Work to be completed: Below are entries. Copy exactly the lines running from the line that holds "pub fn on_ended(&mut" to the line that holds "self.durations.insert(id, d);", with both ends included.

The input:

//! Playback engine binding.
//!
//! Owns one lazily created sound per track (a side table keyed by track id,
//! never stored in the playlist itself) and turns store snapshot diffs into
//! engine calls. Engine callbacks are forwarded as [`EngineEvent`]s over a
//! channel so they re-enter the store through the normal dispatch path.

use std::collections::HashMap;
use std::sync::mpsc::Sender;

use tracing::{debug, warn};

use crate::audio::{AudioEngine, Sound, SoundOptions};

use super::format::{ZERO_DURATION, format_secs};
use super::store::{PlayerState, Track, TrackId};

/// Lifecycle notification from a sound.
#[derive(Debug, Copy, Clone, PartialEq, Eq)]
pub enum EngineEvent {
    /// Playback of the track actually started producing sound.
    Audible(TrackId),
    /// Playback of the track ran to the end.
    Ended(TrackId),
}

/// What the progress bar shows.
#[derive(Debug, Clone, PartialEq)]
pub struct Progress {
    pub elapsed: String,
    /// Elapsed / duration, in `[0, 1]`, rounded to 4 decimals.
    pub fraction: f64,
}

impl Default for Progress {
    fn default() -> Self {
        Self {
            elapsed: ZERO_DURATION.to_string(),
            fraction: 0.0,
        }
    }
}

impl Progress {
    pub fn sample(position: f64, duration: Option<f64>) -> Self {
        let fraction = match duration {
            Some(d) if d > 0.0 && position.is_finite() => {
                ((position / d).clamp(0.0, 1.0) * 10_000.0).round() / 10_000.0
            }
            _ => 0.0,
        };
        Self {
            elapsed: format_secs(Some(position)),
            fraction,
        }
    }
}

struct Slot<S> {
    sound: S,
    /// Last play/pause command issued, used to skip redundant calls.
    wants_play: bool,
}

pub struct EngineBinding<E: AudioEngine> {
    engine: E,
    sounds: HashMap<TrackId, Slot<E::Sound>>,
    events: Sender<EngineEvent>,
    durations: HashMap<TrackId, f64>,
    progress: Progress,
    duration_label: String,
    ticking: bool,
}

fn usable(d: f64) -> bool {
    d.is_finite() && d > 0.0
}

impl<E: AudioEngine> EngineBinding<E> {
    pub fn new(mut engine: E, events: Sender<EngineEvent>, initial: &PlayerState) -> Self {
        engine.set_volume(initial.volume);
        Self {
            engine,
            sounds: HashMap::new(),
            events,
            durations: HashMap::new(),
            progress: Progress::default(),
            duration_label: ZERO_DURATION.to_string(),
            ticking: false,
        }
    }

    pub fn progress(&self) -> &Progress {
        &self.progress
    }

    pub fn duration_label(&self) -> &str {
        &self.duration_label
    }

    /// Whether the per-frame progress sampling is active.
    pub fn is_ticking(&self) -> bool {
        self.ticking
    }

    #[cfg(test)]
    pub fn has_sound(&self, id: TrackId) -> bool {
        self.sounds.contains_key(&id)
    }

    /// Issue the engine calls implied by going from `prev` to `next`.
    pub fn reconcile(&mut self, prev: &PlayerState, next: &PlayerState) {
        if prev.playlist_generation != next.playlist_generation {
            self.release_all();
        } else if prev.selection_serial != next.selection_serial {
            if let Some(old) = prev.selection.id {
                self.stop_track(old);
            }
            self.reset_progress();
            if let Some(track) = next.selected_track() {
                self.start_track(track);
            }
        } else if let Some(track) = next.selected_track() {
            let flag_changed = prev.track(track.id).map(|t| t.is_playing) != Some(track.is_playing);
            if prev.is_playing != next.is_playing || flag_changed {
                if track.is_playing {
                    self.resume_track(track);
                } else {
                    self.pause_track(track.id);
                }
            }
        }

        if prev.volume != next.volume {
            debug!(volume = next.volume, "engine volume");
            self.engine.set_volume(next.volume);
        }
    }

    fn create_sound(&mut self, track: &Track) -> Option<&mut Slot<E::Sound>> {
        if !self.sounds.contains_key(&track.id) {
            let id = track.id;
            let audible_tx = self.events.clone();
            let ended_tx = self.events.clone();
            let options = SoundOptions {
                src: track.src.clone(),
                on_audible: Box::new(move || {
                    let _ = audible_tx.send(EngineEvent::Audible(id));
                }),
                on_ended: Box::new(move || {
                    let _ = ended_tx.send(EngineEvent::Ended(id));
                }),
            };

            match self.engine.create(options) {
                Ok(sound) => {
                    debug!(track = id, "sound handle created");
                    self.sounds.insert(
                        id,
                        Slot {
                            sound,
                            wants_play: false,
                        },
                    );
                }
                Err(e) => {
                    warn!(track = id, error = %e, "could not create sound");
                    return None;
                }
            }
        }
        self.sounds.get_mut(&track.id)
    }

    fn start_track(&mut self, track: &Track) {
        if let Some(slot) = self.create_sound(track) {
            debug!(track = track.id, "play");
            slot.sound.play();
            slot.wants_play = true;
        }
    }

    fn resume_track(&mut self, track: &Track) {
        if let Some(slot) = self.create_sound(track) {
            if !slot.wants_play {
                debug!(track = track.id, "resume");
                slot.sound.play();
                slot.wants_play = true;
            }
        }
    }

    fn pause_track(&mut self, id: TrackId) {
        if let Some(slot) = self.sounds.get_mut(&id) {
            if slot.wants_play {
                debug!(track = id, "pause");
                slot.sound.pause();
                slot.wants_play = false;
            }
        }
    }

    fn stop_track(&mut self, id: TrackId) {
        if let Some(slot) = self.sounds.get_mut(&id) {
            debug!(track = id, "stop");
            slot.sound.stop();
            slot.wants_play = false;
        }
    }

    /// The handle ran to its end and no longer plays; the next play call
    /// starts it over.
    pub fn on_ended(&mut self, id: TrackId) {
        if let Some(slot) = self.sounds.get_mut(&id) {
            slot.wants_play = false;
        }
        self.ticking = false;
    }

    /// Let every sound advance; callbacks fire from here.
    pub fn poll(&mut self) {
        for slot in self.sounds.values_mut() {
            slot.sound.poll();
        }
    }

    /// Handle an audible callback for the selected track.
    ///
    /// Returns `false` when the handle is no longer playing (paused or
    /// stopped after the callback fired), in which case the event is stale.
    pub fn on_audible(&mut self, id: TrackId) -> bool {
        let Some(slot) = self.sounds.get(&id) else {
            return false;
        };
        if !slot.sound.is_playing() {
            return false;
        }
        let position = slot.sound.position();
        let duration = self.duration_of(id);
        self.duration_label = format_secs(duration);
        self.progress = Progress::sample(position, duration);
        self.ticking = true;
        true
    }

    fn duration_of(&mut self, id: TrackId) -> Option<f64> {
        if let Some(d) = self.durations.get(&id) {
            return Some(*d);
        }
        let d = self
            .sounds
            .get(&id)
            .and_then(|slot| slot.sound.duration())
            .filter(|d| usable(*d))?;
        self.durations.insert(id, d);
        self.duration_label = format_secs(Some(d));
        Some(d)
    }

    /// One animation-frame tick. Stops itself once the handle stops playing.
    pub fn frame(&mut self, state: &PlayerState) {
        if !self.ticking {
            return;
        }
        let Some(id) = state.selection.id else {
            self.ticking = false;
            return;
        };
        let position = match self.sounds.get(&id) {
            Some(slot) if slot.sound.is_playing() => slot.sound.position(),
            _ => {
                self.ticking = false;
                return;
            }
        };
        let duration = self.duration_of(id);
        self.progress = Progress::sample(position, duration);
    }

    /// Current position of the selected track, in seconds.
    pub fn position(&self, state: &PlayerState) -> Option<f64> {
        let id = state.selection.id?;
        self.sounds.get(&id).map(|slot| slot.sound.position())
    }

    /// Duration of the selected track, if known.
    pub fn selected_duration(&mut self, state: &PlayerState) -> Option<f64> {
        let id = state.selection.id?;
        self.duration_of(id)
    }

    /// Seek the selected track to `fraction` of its duration.
    ///
    /// Deferred (no engine call) while the duration is still unknown.
    pub fn seek(&mut self, state: &PlayerState, fraction: f64) {
        let Some(id) = state.selection.id else {
            return;
        };
        if !fraction.is_finite() {
            return;
        }
        let fraction = fraction.clamp(0.0, 1.0);
        let Some(duration) = self.duration_of(id) else {
            debug!(track = id, "seek deferred, duration unknown");
            return;
        };
        let Some(slot) = self.sounds.get_mut(&id) else {
            return;
        };

        let target = fraction * duration;
        if let Err(e) = slot.sound.seek_to(target) {
            warn!(track = id, error = %e, "seek failed");
            return;
        }
        debug!(track = id, target, "seek");
        self.progress = Progress::sample(target, Some(duration));
    }

    fn reset_progress(&mut self) {
        self.ticking = false;
        self.progress = Progress::default();
        self.duration_label = ZERO_DURATION.to_string();
    }

    /// Stop and drop every handle and unload the engine.
    pub fn release_all(&mut self) {
        for (id, mut slot) in self.sounds.drain() {
            debug!(track = id, "release");
            slot.sound.stop();
        }
        self.engine.unload_all();
        self.durations.clear();
        self.reset_progress();
    }
}

impl<E: AudioEngine> Drop for EngineBinding<E> {
    fn drop(&mut self) {
        self.release_all();
    }
}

Your response:
    pub fn on_ended(&mut self, id: TrackId) {
        if let Some(slot) = self.sounds.get_mut(&id) {
            slot.wants_play = false;
        }
        self.ticking = false;
    }

    /// Let every sound advance; callbacks fire from here.
    pub fn poll(&mut self) {
        for slot in self.sounds.values_mut() {
            slot.sound.poll();
        }
    }

    /// Handle an audible callback for the selected track.
    ///
    /// Returns `false` when the handle is no longer playing (paused or
    /// stopped after the callback fired), in which case the event is stale.
    pub fn on_audible(&mut self, id: TrackId) -> bool {
        let Some(slot) = self.sounds.get(&id) else {
            return false;
        };
        if !slot.sound.is_playing() {
            return false;
        }
        let position = slot.sound.position();
        let duration = self.duration_of(id);
        self.duration_label = format_secs(duration);
        self.progress = Progress::sample(position, duration);
        self.ticking = true;
        true
    }

    fn duration_of(&mut self, id: TrackId) -> Option<f64> {
        if let Some(d) = self.durations.get(&id) {
            return Some(*d);
        }
        let d = self
            .sounds
            .get(&id)
            .and_then(|slot| slot.sound.duration())
            .filter(|d| usable(*d))?;
        self.durations.insert(id, d);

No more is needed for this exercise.